Airbnb CEO Brian Chesky [Credit: CNBC]

Airbnb weighs up distressed asset acquisitions

US: After news emerged last week that Airbnb had received “significant” interest from private investors ahead of going public, sources have also revealed that the company may look to purchase struggling short-term rental providers who have been hit hard by the coronavirus pandemic.

Airbnb’s board convened last week to discuss a wide range of options, with initial plans to go ahead with an initial public offering [IPO] or direct listing looking increasingly likely to be postponed until next year and normality returns in some capacity.

The dozen investors in question spoke to publications such as the Wall Street Journal, Reuters and Bloomberg on the condition of anonymity with early negotiations at a sensitive stage. These include venture capitalists, private equity firms and sovereign wealth funds.

Airbnb’s latest valuation made prior to the global outbreak of COVID-19 of $31 billion is also unlikely to hold firm due to the current state of the market.

One possible acquisition candidate may be San Francisco-based hospitality startup Sonder, which, as well as listing units on Airbnb’s platform, operates a growing number of hotels and aparthotel hybrids.

Bloomberg reported that Sonder’s bookings are projected to drop by up to 90 per cent as a result of the pandemic, however its sources denied that the company had already engaged in talks with the global platform.

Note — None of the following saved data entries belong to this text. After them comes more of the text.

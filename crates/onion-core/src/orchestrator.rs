use crate::config::OrchestratorConfig;
use crate::error::OrchestratorError;
use crate::events::OrchestratorEvent;
use crate::identity::{IdentityStore, OnionIdentity};
use onion_control::{ControlClient, ControlEvent};
use onion_registry::{ServiceHandlerFactory, ServiceRegistry};
use onion_supervisor::{DaemonSupervisor, SupervisorEvent};
use std::net::{IpAddr, Ipv4Addr, SocketAddr};
use std::path::PathBuf;

/// Composes the installer/supervisor/control/registry subsystems behind
/// a single facade. Owns all mutable state; nothing downstream holds a
/// back-pointer into this struct.
pub struct TorOrchestrator<S: IdentityStore> {
    config: OrchestratorConfig,
    app_dir: PathBuf,
    supervisor: DaemonSupervisor,
    control: Option<ControlClient>,
    registry: ServiceRegistry,
    identity_store: S,
    running: bool,
    initializing: bool,
    installing: bool,
    bootstrap_progress: u8,
}

impl<S: IdentityStore> TorOrchestrator<S> {
    pub fn new(
        config: OrchestratorConfig,
        app_dir: PathBuf,
        identity_store: S,
        factory: Box<dyn ServiceHandlerFactory>,
    ) -> std::io::Result<Self> {
        let supervisor = DaemonSupervisor::new(app_dir.clone(), config.install_root.clone())?;
        Ok(Self {
            config,
            app_dir,
            supervisor,
            control: None,
            registry: ServiceRegistry::new(factory),
            identity_store,
            running: false,
            initializing: false,
            installing: false,
            bootstrap_progress: 0,
        })
    }

    pub fn identities(&self) -> Vec<OnionIdentity> {
        self.identity_store.get_tor_identities()
    }

    pub fn online_onion_addresses(&self) -> Vec<String> {
        self.identity_store
            .get_tor_identities()
            .into_iter()
            .filter(|i| i.online && !i.onion.is_empty())
            .map(|i| i.onion)
            .collect()
    }

    pub fn request_count(&self, onion: &str) -> u64 {
        self.registry.request_count(onion)
    }

    pub fn running(&self) -> bool {
        self.running
    }

    pub fn initializing(&self) -> bool {
        self.initializing
    }

    pub fn installing(&self) -> bool {
        self.installing
    }

    pub fn bootstrap_progress(&self) -> u8 {
        self.bootstrap_progress
    }

    pub async fn start(&mut self, force_download: bool) -> Result<(), OrchestratorError> {
        if self.running || self.initializing {
            return Err(OrchestratorError::AlreadyRunning);
        }
        self.supervisor.start(force_download).await?;
        self.initializing = true;
        println!("[orchestrator] 🔄 starting daemon");
        Ok(())
    }

    pub async fn start_if_autoconnect(&mut self) -> Result<(), OrchestratorError> {
        if self.identity_store.is_authenticated() && self.identity_store.tor_autoconnect() {
            self.start(false).await
        } else {
            Ok(())
        }
    }

    pub async fn stop(&mut self) {
        self.supervisor.stop().await;
        self.control = None;
        self.running = false;
        self.initializing = false;
        self.bootstrap_progress = 0;
        println!("[orchestrator] 🛑 stopped");
    }

    pub async fn reset(&mut self) {
        self.stop().await;
        self.registry.reset();
    }

    /// Pumps the next event from whichever subsystem has one ready,
    /// applies the correlation and bookkeeping rules, and returns a
    /// translated host-facing event. `None` means both subsystems have
    /// gone quiet (e.g. after `stop`).
    pub async fn drive_once(&mut self) -> Option<OrchestratorEvent> {
        loop {
            let event = if let Some(control) = self.control.as_mut() {
                tokio::select! {
                    sup = self.supervisor.next_event() => Source::Supervisor(sup),
                    ctrl = control.next_event() => Source::Control(ctrl),
                }
            } else {
                Source::Supervisor(self.supervisor.next_event().await)
            };

            match event {
                Source::Supervisor(Some(ev)) => {
                    if let Some(out) = self.handle_supervisor_event(ev).await {
                        return Some(out);
                    }
                }
                Source::Control(Some(ev)) => {
                    if let Some(out) = self.handle_control_event(ev) {
                        return Some(out);
                    }
                }
                Source::Supervisor(None) | Source::Control(None) => return None,
            }
        }
    }

    async fn handle_supervisor_event(&mut self, ev: SupervisorEvent) -> Option<OrchestratorEvent> {
        match ev {
            SupervisorEvent::BootstrapProgress(pct) => {
                self.bootstrap_progress = pct;
                self.initializing = pct < 100;
                Some(OrchestratorEvent::BootstrapProgressChanged(pct))
            }
            SupervisorEvent::StatusChanged(line) => Some(OrchestratorEvent::StatusChanged(line)),
            SupervisorEvent::Error(msg) => {
                self.running = false;
                self.initializing = false;
                Some(OrchestratorEvent::Error(msg))
            }
            SupervisorEvent::Installing(flag) => {
                self.installing = flag;
                Some(OrchestratorEvent::InstallingChanged(flag))
            }
            SupervisorEvent::ReadyForControlConnect => self.connect_control().await,
            SupervisorEvent::Stopped => {
                self.running = false;
                self.initializing = false;
                Some(OrchestratorEvent::Stopped)
            }
        }
    }

    async fn connect_control(&mut self) -> Option<OrchestratorEvent> {
        let addr = SocketAddr::new(IpAddr::V4(Ipv4Addr::LOCALHOST), self.supervisor.control_port());
        let cookie_path = self.supervisor.cookie_path();
        match ControlClient::connect(addr, &cookie_path).await {
            Ok(mut client) => {
                self.running = true;
                self.initializing = false;
                if let Err(e) = self.issue_initial_batch(&mut client).await {
                    println!("[orchestrator] ⚠️ failed to issue initial ADD_ONION batch: {e}");
                }
                self.control = Some(client);
                println!("[orchestrator] ✅ control connected");
                Some(OrchestratorEvent::Started)
            }
            Err(e) => {
                println!("[orchestrator] ⚠️ control connect failed: {e}");
                Some(OrchestratorEvent::Error(format!("control connect failed: {e}")))
            }
        }
    }

    async fn issue_initial_batch(&mut self, client: &mut ControlClient) -> Result<(), OrchestratorError> {
        let identities: Vec<OnionIdentity> = self
            .identity_store
            .get_tor_identities()
            .into_iter()
            .filter(|i| i.online)
            .collect();

        for identity in identities {
            if !identity.private_key.is_empty() && !identity.onion.is_empty() {
                let port = self.registry.provision_known(identity.onion.clone())?;
                client
                    .send_known_onion(&format!("ED25519-V3:{}", identity.private_key), port)
                    .await?;
            } else {
                let port = self.registry.provision_new(identity.label.clone())?;
                client.send_new_onion(identity.label.clone(), port).await?;
            }
        }
        Ok(())
    }

    fn handle_control_event(&mut self, ev: ControlEvent) -> Option<OrchestratorEvent> {
        match ev {
            ControlEvent::NewOnionReady {
                label_hint,
                service_id,
                private_key,
            } => match self.registry.complete_pending(label_hint.as_deref(), service_id.clone()) {
                Ok(()) => {
                    let label = label_hint.unwrap_or_default();
                    let key = private_key.unwrap_or_default();
                    self.identity_store
                        .store_tor_identity(service_id.clone(), key, label, true);
                    Some(OrchestratorEvent::OnionAddressChanged(service_id))
                }
                Err(e) => Some(OrchestratorEvent::Error(format!(
                    "orphaned NEW reply for {service_id}: {e}"
                ))),
            },
            ControlEvent::KnownOnionReady { service_id } => {
                if !self.registry.contains(&service_id) && self.registry.pending_len() > 0 {
                    // The daemon's contract guarantees a PrivateKey line for
                    // every NEW submission; a ServiceID with none while a
                    // NEW is still outstanding means the daemon violated
                    // that contract. Surface it rather than silently adopt
                    // a service with no recoverable key.
                    Some(OrchestratorEvent::Error(format!(
                        "NEW submission acknowledged without a private key for {service_id}"
                    )))
                } else {
                    None
                }
            }
            ControlEvent::ProtocolError(detail) => Some(OrchestratorEvent::Error(detail)),
            ControlEvent::Disconnected(reason) => {
                self.control = None;
                self.running = false;
                Some(OrchestratorEvent::Error(format!("control disconnected: {reason}")))
            }
            ControlEvent::Ack => None,
        }
    }

    pub async fn add_new_service(&mut self, label: String) -> bool {
        let final_label = self.disambiguate_label(&label);
        self.identity_store.add_tor_identity(final_label.clone());
        self.identity_store.set_placeholder_online_by_label(&final_label, true);

        if self.running {
            match self.registry.provision_new(final_label.clone()) {
                Ok(port) => match self.control.as_mut() {
                    Some(client) => {
                        if let Err(e) = client.send_new_onion(final_label.clone(), port).await {
                            println!("[orchestrator] ⚠️ failed to issue ADD_ONION NEW for {final_label}: {e}");
                        }
                    }
                    None => println!("[orchestrator] ⚠️ add_new_service: running but no control connection"),
                },
                Err(e) => println!("[orchestrator] ⚠️ failed to provision listener for {final_label}: {e}"),
            }
        } else {
            println!("[orchestrator] 🔄 add_new_service: deferred until Tor auth");
        }

        true
    }

    fn disambiguate_label(&self, label: &str) -> String {
        let existing: Vec<String> = self
            .identity_store
            .get_tor_identities()
            .into_iter()
            .filter(|i| !i.is_placeholder())
            .map(|i| i.label.to_lowercase())
            .collect();

        if !existing.contains(&label.to_lowercase()) {
            return label.to_string();
        }
        let mut n = 2;
        loop {
            let candidate = format!("{label}-{n}");
            if !existing.contains(&candidate.to_lowercase()) {
                return candidate;
            }
            n += 1;
        }
    }

    pub async fn set_service_online(&mut self, onion: &str, online: bool) -> bool {
        if !self.identity_store.set_tor_identity_online(onion, online) {
            return false;
        }

        if !self.running {
            println!("[orchestrator] 🔄 set_service_online: Tor not connected; persisted only");
            return true;
        }

        if online {
            match self.identity_store.tor_priv_key_for(onion) {
                Some(key) if !key.is_empty() => match self.registry.provision_known(onion.to_string()) {
                    Ok(port) => match self.control.as_mut() {
                        Some(client) => {
                            if let Err(e) = client.send_known_onion(&format!("ED25519-V3:{key}"), port).await {
                                println!("[orchestrator] ⚠️ failed to issue ADD_ONION for {onion}: {e}");
                            }
                        }
                        None => println!("[orchestrator] ⚠️ set_service_online: running but no control connection"),
                    },
                    Err(e) => println!("[orchestrator] ⚠️ failed to provision listener for {onion}: {e}"),
                },
                _ => match self.registry.provision_new(String::new()) {
                    Ok(port) => match self.control.as_mut() {
                        Some(client) => {
                            if let Err(e) = client.send_new_onion(String::new(), port).await {
                                println!("[orchestrator] ⚠️ failed to issue ADD_ONION NEW for {onion}: {e}");
                            }
                        }
                        None => println!("[orchestrator] ⚠️ set_service_online: running but no control connection"),
                    },
                    Err(e) => println!("[orchestrator] ⚠️ failed to provision listener for {onion}: {e}"),
                },
            }
        } else {
            let sid = onion.strip_suffix(".onion").unwrap_or(onion);
            if let Some(client) = self.control.as_mut() {
                if let Err(e) = client.send_del_onion(sid).await {
                    println!("[orchestrator] ⚠️ failed to issue DEL_ONION for {onion}: {e}");
                }
            }
            let _ = self.registry.close(onion);
        }

        true
    }

    pub async fn remove_service(&mut self, onion: &str) -> bool {
        if self.running {
            let sid = onion.strip_suffix(".onion").unwrap_or(onion);
            if let Some(client) = self.control.as_mut() {
                if let Err(e) = client.send_del_onion(sid).await {
                    println!("[orchestrator] ⚠️ failed to issue DEL_ONION for {onion}: {e}");
                }
            }
        } else {
            println!("[orchestrator] 🔄 remove_service: Tor not connected; removing from storage only");
        }

        let _ = self.registry.close(onion);
        self.identity_store.remove_tor_identity(onion)
    }

    pub async fn ensure_default_service(&mut self) {
        if self.identity_store.get_tor_identities().is_empty() {
            self.add_new_service("main".to_string()).await;
        }
    }
}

Airbnb is not alone in having to reevaluate its plans for the year, as reflected across the whole global and business landscape. Booking Holdings and Expedia Group have withdrawn financial forecasts, citing the worsening effects of the virus.

Its problems, however, date back to well before the virus outbreak, as a Wall Street Journal report published last month showed that Airbnb had lost $322 million over the first nine months of 2019, up by $16 million on the previous year. The company will lose further revenue through its updated refund policy, where customers can retrieve money from all reservations until at least 14 April.

Twenty31 consultancy travel industry strategist Greg Klassen told Bloomberg: “There is no way any company in the tourism industry is going public this year, absolutely no way. You need multiple quarters of profitability and to look like you’re in full control with nothing but blue sky ahead to help with valuations – and none of those things are true today.”

In unprecedented times such as these, the full impact of the coronavirus is almost impossible to judge although it could feasibly stretch into 2021, especially with going public still firmly on the company’s agenda.